HOW HE BEGAN TO WORK FOR GOD.

It was about eleven months after his awakening at Dallas, in Morayshire, when he strongly felt it to be his duty to do some service for the Lord. For two months before this, he had shut himself up in his own room, reading the Bible and praying. He then said to himself that he must do something for God, but felt that he could not. Might he not at least distribute tracts? To do so would make him ridiculous: but at last he resolved to try in the most secluded part of Elgin (in which he was now living). The first person he met with was an old woman, who amazed him by accepting his tract without laughing at him. To another he presented one, and she received it with thanks. The third he gave to a policeman, who said, "Thank you, Mr. North." Sometimes indeed, as in a district in the West Highlands, where he had resided a considerable time and done much evil before his conversion (the sincerity of which was probably doubted), the people avoided him and his tracts. He bore this with humility, as a cross which he deserved to have laid on him. But he was not discouraged; he systematically continued this work through life.

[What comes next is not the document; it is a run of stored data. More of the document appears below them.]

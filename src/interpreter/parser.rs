/// Buffered token access.
///
/// Wraps the lexer so the parser can look at the current token and, when a
/// decision needs it, one token further ahead.
pub mod stream;

/// Entry points and control flow.
///
/// Parses whole programs, full expressions and the `while`/`if` statements.
pub mod core;

/// Binary operator parsing.
///
/// One function per precedence level, from logical OR down to
/// multiplication.
pub mod binary;

/// Unary and primary expression parsing.
///
/// Handles prefix `-` and `!`, literals, variables, `input` and
/// parenthesized expressions.
pub mod unary;

/// Block parsing.
///
/// Parses `{ ... }` statement sequences used as loop and branch bodies.
pub mod block;

/// Statement parsing.
///
/// Dispatches on the leading token to `print`, `var`, assignment, control
/// flow or expression statements.
pub mod statement;

/// Shared parsing helpers.
pub mod utils;
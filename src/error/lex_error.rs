#[derive(Debug, Clone, PartialEq, Eq)]
/// Represents all errors that can occur while tokenizing source text.
pub enum LexError {
    /// A character that does not begin any token.
    UnexpectedCharacter {
        /// The offending character.
        character: char,
        /// The source line where the error occurred.
        line:      usize,
    },
    /// A string literal was opened with `"` but never closed.
    UnterminatedString {
        /// The source line where the string started.
        line: usize,
    },
    /// A numeric literal is too large to be represented as a number.
    InvalidNumber {
        /// The literal text as written.
        literal: String,
        /// The source line where the error occurred.
        line:    usize,
    },
}

impl LexError {
    /// Gets the source line the error was reported on.
    #[must_use]
    pub const fn line_number(&self) -> usize {
        match self {
            Self::UnexpectedCharacter { line, .. }
            | Self::UnterminatedString { line }
            | Self::InvalidNumber { line, .. } => *line,
        }
    }
}

impl std::fmt::Display for LexError {
    fn fmt(&self, f: &mut std::fmt::Formatter<'_>) -> std::fmt::Result {
        match self {
            Self::UnexpectedCharacter { character, line } => {
                write!(f, "Error on line {line}: Unknown character '{character}'.")
            },
            Self::UnterminatedString { line } => {
                write!(f, "Error on line {line}: Unterminated string literal.")
            },
            Self::InvalidNumber { literal, line } => {
                write!(f, "Error on line {line}: Invalid number literal '{literal}'.")
            },
        }
    }
}

impl std::error::Error for LexError {}
use crate::{
    ast::BinaryOperator,
    error::RuntimeError,
    interpreter::{
        evaluator::core::{Context, EvalResult},
        value::core::Value,
    },
};

/// Maps an equality-style operator and a boolean equality result
/// to the final boolean value.
///
/// This function does not perform any comparison itself.
fn equality_op_result(op: BinaryOperator, is_equal: bool) -> bool {
    match op {
        BinaryOperator::Equal => is_equal,
        BinaryOperator::NotEqual => !is_equal,
        _ => unreachable!("equality_op_result used with non equality operator"),
    }
}

/// Compares two values for `==`.
///
/// If either side is a string, the rendered texts are compared, so
/// `"1" == 1` and `"True" == true` both hold. Otherwise the numeric values
/// are compared, with booleans as `1` and `0`.
#[allow(clippy::float_cmp)]
pub fn values_equal(left: &Value, right: &Value, line: usize) -> EvalResult<bool> {
    if left.is_string() || right.is_string() {
        return Ok(left.to_string() == right.to_string());
    }

    Ok(left.as_number(line)? == right.as_number(line)?)
}

impl Context<'_> {
    /// Evaluates a comparison of the form `Value <Operator> Value`.
    ///
    /// `Equal` and `NotEqual` use [`values_equal`]. Ordering operators are
    /// always numeric; a string operand is a type error.
    ///
    /// # Parameters
    /// - `op`: The comparison operator.
    /// - `left`: The left-hand value.
    /// - `right`: The right-hand value.
    /// - `line`: Current line number used for error reporting.
    ///
    /// # Returns
    /// An `EvalResult<Value>` containing a boolean result.
    ///
    /// # Example
    /// ```
    /// use pebble::{
    ///     ast::BinaryOperator,
    ///     interpreter::{evaluator::core::Context, value::core::Value},
    /// };
    ///
    /// let a = Value::Number(3.0);
    /// let b = Value::Number(5.0);
    ///
    /// let result = Context::eval_comparison(BinaryOperator::Less, &a, &b, 1);
    /// assert_eq!(result.unwrap(), Value::Bool(true));
    ///
    /// let result = Context::eval_comparison(BinaryOperator::Equal, &Value::from("3"), &a, 1);
    /// assert_eq!(result.unwrap(), Value::Bool(true));
    /// ```
    pub fn eval_comparison(op: BinaryOperator,
                           left: &Value,
                           right: &Value,
                           line: usize)
                           -> EvalResult<Value> {
        Ok(Value::Bool(match op {
                           BinaryOperator::Equal | BinaryOperator::NotEqual => {
                               let equality = values_equal(left, right, line)?;
                               equality_op_result(op, equality)
                           },

                           BinaryOperator::Less
                           | BinaryOperator::Greater
                           | BinaryOperator::LessEqual
                           | BinaryOperator::GreaterEqual => {
                               if left.is_string() || right.is_string() {
                                   return Err(RuntimeError::TypeError { details: format!("cannot order {} and {} with '{op}'",
                                                                                         left.type_name(),
                                                                                         right.type_name()),
                                                                        line });
                               }
                               let left = left.as_number(line)?;
                               let right = right.as_number(line)?;

                               match op {
                                   BinaryOperator::Less => left < right,
                                   BinaryOperator::Greater => left > right,
                                   BinaryOperator::LessEqual => left <= right,
                                   BinaryOperator::GreaterEqual => left >= right,
                                   _ => unreachable!(),
                               }
                           },

                           _ => unreachable!("eval_comparison used with non comparison operator"),
                       }))
    }
}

By and by he began to visit among the sick and poor. He would sit down perhaps on a little stool by the unlit fire of some wretched old body who had been confined to bed for years, and amid disgusting surroundings peel oranges for her, and read and pray with her. "The flesh said, 'Do nothing of the sort;' but the Spirit gave me no rest till I did it." A dying Christian girl sent for him, anxious chiefly that through her he would say something to her father, a bad man. After several visits, the father became reformed, and careless persons who had been present were so interested that they returned whenever Mr. North visited the house. Soon the neighbours crowded the room. Then he addressed a little gathering of shoemakers; by and by he found himself holding a cottage meeting every evening of the week; and soon after, he was invited to speak in barns and lofts-case after case of spiritual impression on his hearers coming meanwhile under his notice. About the same time he received another striking proof of his call to engage in such work, in the success which attended an open-air address of his, in London, to roughs who had shouted and cursed down a speaker before him.

HOW HE BEGAN TO PREACH.

In the following year, 1856, eighteen months after his conversion, he found himself literally impressed into the work of preaching. It was in a church in that very parish of Dallas, where he had for years lived an evil life. The people were much struck by the evidence of the great change which had taken place in him, and were moved by his rousing calls to flee from the wrath to come. So he was asked to preach again on the following Sabbath, and now people from other parishes crowded to hear him. He was then invited to give an address in the town of Forres. "I have done all the harm I could in Scotland," he said; "and I intend to remain here, and do all the good I can." And, says his

biographer, his heavenly Father made him useful to many of those very persons to whom of old his influence had been baneful; one of whom, at least, praised God, on the bed of death, not only for having saved her, but for having done so through the instrumentality of one whose influence with her had formerly been all for evil. Yet the known fact of his previous evil life awakened bitter opposition in some persons to his evangelistic efforts. "How dare you," were the concluding words of a note put into his hands before one of his addresses, "how dare you, being conscious of the truth of all the above [instances of bad conduct], pray and speak to the people this evening when you are such a vile sinner?" He produced the letter and informed the people of its contents, adding, "It is all true; and how wonderful must be the grace that should quicken me, and make me a vessel of mercy! It is of Christ's redeeming love that I have now to tell you, and to entreat any here who are not yet reconciled to God to come this night in faith to Jesus, that He may take their sins away, and heal them." The people were deeply impressed, and thus the intended hinderance was overruled for good. "Why should you wonder at the change in me?" he said to an old acquaintance, now a minister; why should HE not lift the vile thing out of the dunghill?""My friends, you all know me," he said on standing up to address a large audience at Huntly Lodge, the residence of the Duchess of Gordon: "you know how I have lived in other days, but God-." Here he had to sit down, overcome with emotion. He twice again tried to speak, but failed; he however led in prayer, thanking God for His wonderful mercy to all, and especially to himself.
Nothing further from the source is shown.